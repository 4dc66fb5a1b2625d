//! End-to-end turns through the runtime with in-process generators.

use std::sync::Arc;
use std::sync::atomic::{AtomicUsize, Ordering};
use std::time::Duration;

use async_trait::async_trait;

use psyche_core::PsycheConfig;
use psyche_core::config::PolicyKind;
use psyche_core::context::Familiarity;
use psyche_core::engine::TraitSource;
use psyche_core::evolution::EvolutionTrigger;
use psyche_core::traits::TraitVector;
use psyche_core::types::Stats;
use psyche_llm::error::Result as LlmResult;
use psyche_llm::{GenerationRequest, GenerationResponse, LlmClient, LlmError, TextGenerator};
use psyche_mind::{AgentSpec, MindError, Runtime, TurnRequest};

// ---------------------------------------------------------------------------
// Generators
// ---------------------------------------------------------------------------

/// Replies with a fixed JSON body and counts calls.
struct Scripted {
    reply: String,
    calls: AtomicUsize,
}

impl Scripted {
    fn new(stylized: &str, translation: &str) -> Arc<Self> {
        Arc::new(Self {
            reply: serde_json::json!({
                "stylized_output": stylized,
                "human_translation": translation,
            })
            .to_string(),
            calls: AtomicUsize::new(0),
        })
    }
}

#[async_trait]
impl TextGenerator for Scripted {
    async fn generate(&self, _request: &GenerationRequest) -> LlmResult<GenerationResponse> {
        self.calls.fetch_add(1, Ordering::SeqCst);
        Ok(GenerationResponse {
            text: self.reply.clone(),
            tokens_generated: 12,
            latency_ms: 3,
            model: "scripted".into(),
        })
    }

    fn name(&self) -> &str {
        "scripted"
    }
}

/// Never answers.
struct Hanging;

#[async_trait]
impl TextGenerator for Hanging {
    async fn generate(&self, _request: &GenerationRequest) -> LlmResult<GenerationResponse> {
        std::future::pending::<()>().await;
        Err(LlmError::Unavailable("unreachable".into()))
    }

    fn name(&self) -> &str {
        "hanging"
    }
}

/// Sleeps, tracking how many calls overlap.
struct Slow {
    in_flight: AtomicUsize,
    peak: AtomicUsize,
}

#[async_trait]
impl TextGenerator for Slow {
    async fn generate(&self, _request: &GenerationRequest) -> LlmResult<GenerationResponse> {
        let now = self.in_flight.fetch_add(1, Ordering::SeqCst) + 1;
        self.peak.fetch_max(now, Ordering::SeqCst);
        tokio::time::sleep(Duration::from_millis(50)).await;
        self.in_flight.fetch_sub(1, Ordering::SeqCst);
        Ok(GenerationResponse {
            text: r#"{"stylized_output": "*hum*", "human_translation": null}"#.into(),
            tokens_generated: 2,
            latency_ms: 50,
            model: "slow".into(),
        })
    }

    fn name(&self) -> &str {
        "slow"
    }
}

// ---------------------------------------------------------------------------
// Helpers
// ---------------------------------------------------------------------------

fn config() -> PsycheConfig {
    let mut config = PsycheConfig::default();
    config.utility.seed = Some(5);
    config.utility.policy = PolicyKind::Deterministic;
    config
}

fn spec(agent_type: &str) -> AgentSpec {
    AgentSpec {
        name: "Pip".into(),
        agent_type: agent_type.into(),
        traits: TraitSource::Archetype("rogers".into()),
    }
}

fn play() -> TurnRequest {
    TurnRequest::new("Want to play fetch?", "play", "excited").with_memory("friend", "")
}

// ---------------------------------------------------------------------------
// Tests
// ---------------------------------------------------------------------------

#[tokio::test]
async fn generated_turn_carries_output_and_debug_info() {
    let generator = Scripted::new("*tail wag* *yip*", "Yes, let's play!");
    let runtime = Runtime::new(config(), generator.clone()).unwrap();
    let id = runtime.create_agent(&spec("mammal")).unwrap();

    let out = runtime.turn(id, &play()).await.unwrap();
    assert_eq!(out.stylized_output, "*tail wag* *yip*");
    assert_eq!(out.human_translation.as_deref(), Some("Yes, let's play!"));
    assert!(out.can_translate);
    assert!(out.translation_hint.is_none());
    assert!(!out.debug_info.degraded);
    assert_eq!(out.debug_info.familiarity, Familiarity::Novel);
    assert_eq!(out.debug_info.utility_scores.len(), 10);
    let total: f64 = out.debug_info.probabilities.values().sum();
    assert!((total - 1.0).abs() < 1e-9);
    assert_eq!(generator.calls.load(Ordering::SeqCst), 1);

    let json = serde_json::to_value(&out).unwrap();
    assert!(json["debug_info"]["action_style"].is_string());
}

#[tokio::test]
async fn feedback_is_committed_between_turns() {
    let runtime = Runtime::new(config(), Scripted::new("*yip*", "hi")).unwrap();
    let id = runtime.create_agent(&spec("mammal")).unwrap();

    runtime.turn(id, &play()).await.unwrap();
    let second = runtime.turn(id, &play()).await.unwrap();
    assert_eq!(second.debug_info.familiarity, Familiarity::Similar);

    let state = runtime.snapshot(id).await.unwrap();
    assert!(state.last_interaction.is_some());
    assert_eq!(state.emotional_state, second.emotional_state);
    assert!(!state.learning.patterns.is_empty());
    let summary = runtime.learning_summary(id).await.unwrap();
    assert!(summary.total_reinforcements >= 4);
}

#[tokio::test(start_paused = true)]
async fn hanging_generator_degrades_to_fallback() {
    let runtime = Runtime::new(config(), Arc::new(Hanging)).unwrap();
    let id = runtime.create_agent(&spec("mammal")).unwrap();

    let out = runtime.turn(id, &play()).await.unwrap();
    assert!(out.debug_info.degraded);
    assert!(out.debug_info.failure.as_deref().unwrap_or_default().contains("timed out"));
    assert!(!out.stylized_output.is_empty());
    // Fallback translation still passes through the open gate.
    assert!(out.human_translation.is_some());
}

#[tokio::test]
async fn unconfigured_provider_always_falls_back() {
    let runtime = Runtime::new(config(), Arc::new(LlmClient::none())).unwrap();
    let id = runtime.create_agent(&spec("reptile")).unwrap();
    let out = runtime.turn(id, &play()).await.unwrap();
    assert!(out.debug_info.degraded);
    assert!(out.stylized_output.starts_with('*'));
}

#[tokio::test]
async fn closed_gate_withholds_translation_and_explains() {
    let runtime = Runtime::new(config(), Scripted::new("*glow*", "Greetings.")).unwrap();
    let id = runtime.create_agent(&spec("mythical")).unwrap();

    let mut drain = Stats::new();
    drain.set("magical_power", -80.0);
    let stats = runtime.update_stats(id, &drain).await.unwrap();
    assert_eq!(stats.get("magical_power"), Some(10.0));

    let out = runtime.turn(id, &play()).await.unwrap();
    assert_eq!(out.stylized_output, "*glow*");
    assert!(!out.can_translate);
    assert!(out.human_translation.is_none());
    assert!(out.translation_hint.unwrap().contains("magical_power"));
}

#[tokio::test]
async fn malformed_request_leaves_agent_untouched() {
    let generator = Scripted::new("*yip*", "hi");
    let runtime = Runtime::new(config(), generator.clone()).unwrap();
    let id = runtime.create_agent(&spec("mammal")).unwrap();
    let before = runtime.snapshot(id).await.unwrap();

    let err = runtime
        .turn(id, &TurnRequest::new("hello", "", "calm"))
        .await
        .unwrap_err();
    assert!(matches!(err, MindError::Validation(_)));
    assert_eq!(runtime.snapshot(id).await.unwrap(), before);
    assert_eq!(generator.calls.load(Ordering::SeqCst), 0);
}

#[tokio::test]
async fn unknown_agent_is_reported() {
    let runtime = Runtime::new(config(), Arc::new(LlmClient::none())).unwrap();
    let err = runtime
        .turn(psyche_core::types::AgentId::new(), &play())
        .await
        .unwrap_err();
    assert!(matches!(err, MindError::AgentNotFound(_)));
}

#[tokio::test]
async fn zero_concurrency_is_a_config_error() {
    let mut config = config();
    config.performance.max_concurrent_turns = 0;
    let err = Runtime::new(config, Arc::new(LlmClient::none())).unwrap_err();
    assert!(matches!(err, MindError::Config(_)));
}

#[tokio::test]
async fn shutdown_rejects_new_turns() {
    let runtime = Runtime::new(config(), Scripted::new("*yip*", "hi")).unwrap();
    let id = runtime.create_agent(&spec("mammal")).unwrap();
    runtime.shutdown();
    let err = runtime.turn(id, &play()).await.unwrap_err();
    assert!(matches!(err, MindError::ConcurrencyClosed));
}

#[tokio::test(flavor = "multi_thread", worker_threads = 4)]
async fn generation_respects_global_limit() {
    let mut config = config();
    config.performance.max_concurrent_turns = 2;
    let generator = Arc::new(Slow {
        in_flight: AtomicUsize::new(0),
        peak: AtomicUsize::new(0),
    });
    let runtime = Arc::new(Runtime::new(config, generator.clone()).unwrap());

    let mut handles = Vec::new();
    for _ in 0..6 {
        let id = runtime.create_agent(&spec("mammal")).unwrap();
        let rt = Arc::clone(&runtime);
        handles.push(tokio::spawn(async move { rt.turn(id, &play()).await }));
    }
    for h in handles {
        assert!(!h.await.unwrap().unwrap().debug_info.degraded);
    }
    assert!(generator.peak.load(Ordering::SeqCst) <= 2);
}

#[tokio::test(flavor = "multi_thread", worker_threads = 4)]
async fn same_agent_turns_are_serialized() {
    let runtime = Arc::new(Runtime::new(config(), Scripted::new("*yip*", "hi")).unwrap());
    let id = runtime.create_agent(&spec("mammal")).unwrap();

    let mut handles = Vec::new();
    for _ in 0..8 {
        let rt = Arc::clone(&runtime);
        handles.push(tokio::spawn(async move { rt.turn(id, &play()).await }));
    }
    for h in handles {
        h.await.unwrap().unwrap();
    }
    // Every turn reinforced the same situation; none was lost to a race.
    let state = runtime.snapshot(id).await.unwrap();
    let pattern = state
        .learning
        .patterns
        .iter()
        .find(|p| p.fingerprint.get("tone") == Some("excited"))
        .unwrap();
    assert_eq!(pattern.reinforcement_count, 8);
}

#[tokio::test]
async fn state_operations_round_trip_through_disk() {
    let runtime = Runtime::new(config(), Scripted::new("*yip*", "hi")).unwrap();
    let id = runtime.create_agent(&spec("mammal")).unwrap();
    runtime.turn(id, &play()).await.unwrap();
    assert!(runtime.record_event(id, EvolutionTrigger::Achievement, 0.9).await.unwrap());

    let report = runtime.development_report(id).await.unwrap();
    assert!(report.total_change > 0.0);
    let tendencies = runtime.tendencies(id).await.unwrap();
    assert_eq!(tendencies.preferred.len(), 3);

    let dir = tempfile::tempdir().unwrap();
    let path = dir.path().join("pip.json");
    runtime.save_agent(id, &path).await.unwrap();
    let saved = runtime.remove(id).await.unwrap();
    assert!(runtime.is_empty());

    let restored = runtime.load_agent(&path).unwrap();
    assert_eq!(restored, id);
    let back = runtime.snapshot(id).await.unwrap();
    assert_eq!(back.name, saved.name);
    assert_eq!(back.evolution.shifts.len(), saved.evolution.shifts.len());
    assert_eq!(back.learning.patterns.len(), saved.learning.patterns.len());
    assert!(matches!(runtime.load_agent(&path), Err(MindError::AgentExists(_))));

    runtime.set_evolution_enabled(id, false).await.unwrap();
    assert!(!runtime.record_event(id, EvolutionTrigger::Failure, -0.5).await.unwrap());
    runtime.reset_evolution(id, true).await.unwrap();
    runtime.set_learning_enabled(id, false).await.unwrap();
    runtime.reset_learning(id, false).await.unwrap();
    let state = runtime.snapshot(id).await.unwrap();
    assert!(state.evolution.shifts.is_empty());
    assert!(state.learning.patterns.is_empty());
    assert!(!state.learning.enabled);
}

async fn two_jittered_agents() -> (TraitVector, TraitVector) {
    let jittered = AgentSpec {
        name: "Pip".into(),
        agent_type: "mammal".into(),
        traits: TraitSource::Descriptors {
            words: vec!["playful".into()],
            jitter: 0.2,
        },
    };
    let runtime = Runtime::new(config(), Arc::new(LlmClient::none())).unwrap();
    let a = runtime.create_agent(&jittered).unwrap();
    let b = runtime.create_agent(&jittered).unwrap();
    (
        runtime.snapshot(a).await.unwrap().base_traits,
        runtime.snapshot(b).await.unwrap().base_traits,
    )
}

#[tokio::test]
async fn seeded_runs_give_each_agent_its_own_jitter() {
    let (first, second) = two_jittered_agents().await;
    assert_ne!(first, second);
    // Same seed, same sequence of agents.
    assert_eq!(two_jittered_agents().await, (first, second));
}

**REQUIRED ACTION:** Copying begins at the line that holds "runtime.set_learning_enabled(id, false).await.unwrap();" and ends at the last line of the data above, with both included and each line kept exactly.

**RESPONSE:**
    runtime.set_learning_enabled(id, false).await.unwrap();
    runtime.reset_learning(id, false).await.unwrap();
    let state = runtime.snapshot(id).await.unwrap();
    assert!(state.evolution.shifts.is_empty());
    assert!(state.learning.patterns.is_empty());
    assert!(!state.learning.enabled);
}

async fn two_jittered_agents() -> (TraitVector, TraitVector) {
    let jittered = AgentSpec {
        name: "Pip".into(),
        agent_type: "mammal".into(),
        traits: TraitSource::Descriptors {
            words: vec!["playful".into()],
            jitter: 0.2,
        },
    };
    let runtime = Runtime::new(config(), Arc::new(LlmClient::none())).unwrap();
    let a = runtime.create_agent(&jittered).unwrap();
    let b = runtime.create_agent(&jittered).unwrap();
    (
        runtime.snapshot(a).await.unwrap().base_traits,
        runtime.snapshot(b).await.unwrap().base_traits,
    )
}

#[tokio::test]
async fn seeded_runs_give_each_agent_its_own_jitter() {
    let (first, second) = two_jittered_agents().await;
    assert_ne!(first, second);
    // Same seed, same sequence of agents.
    assert_eq!(two_jittered_agents().await, (first, second));
}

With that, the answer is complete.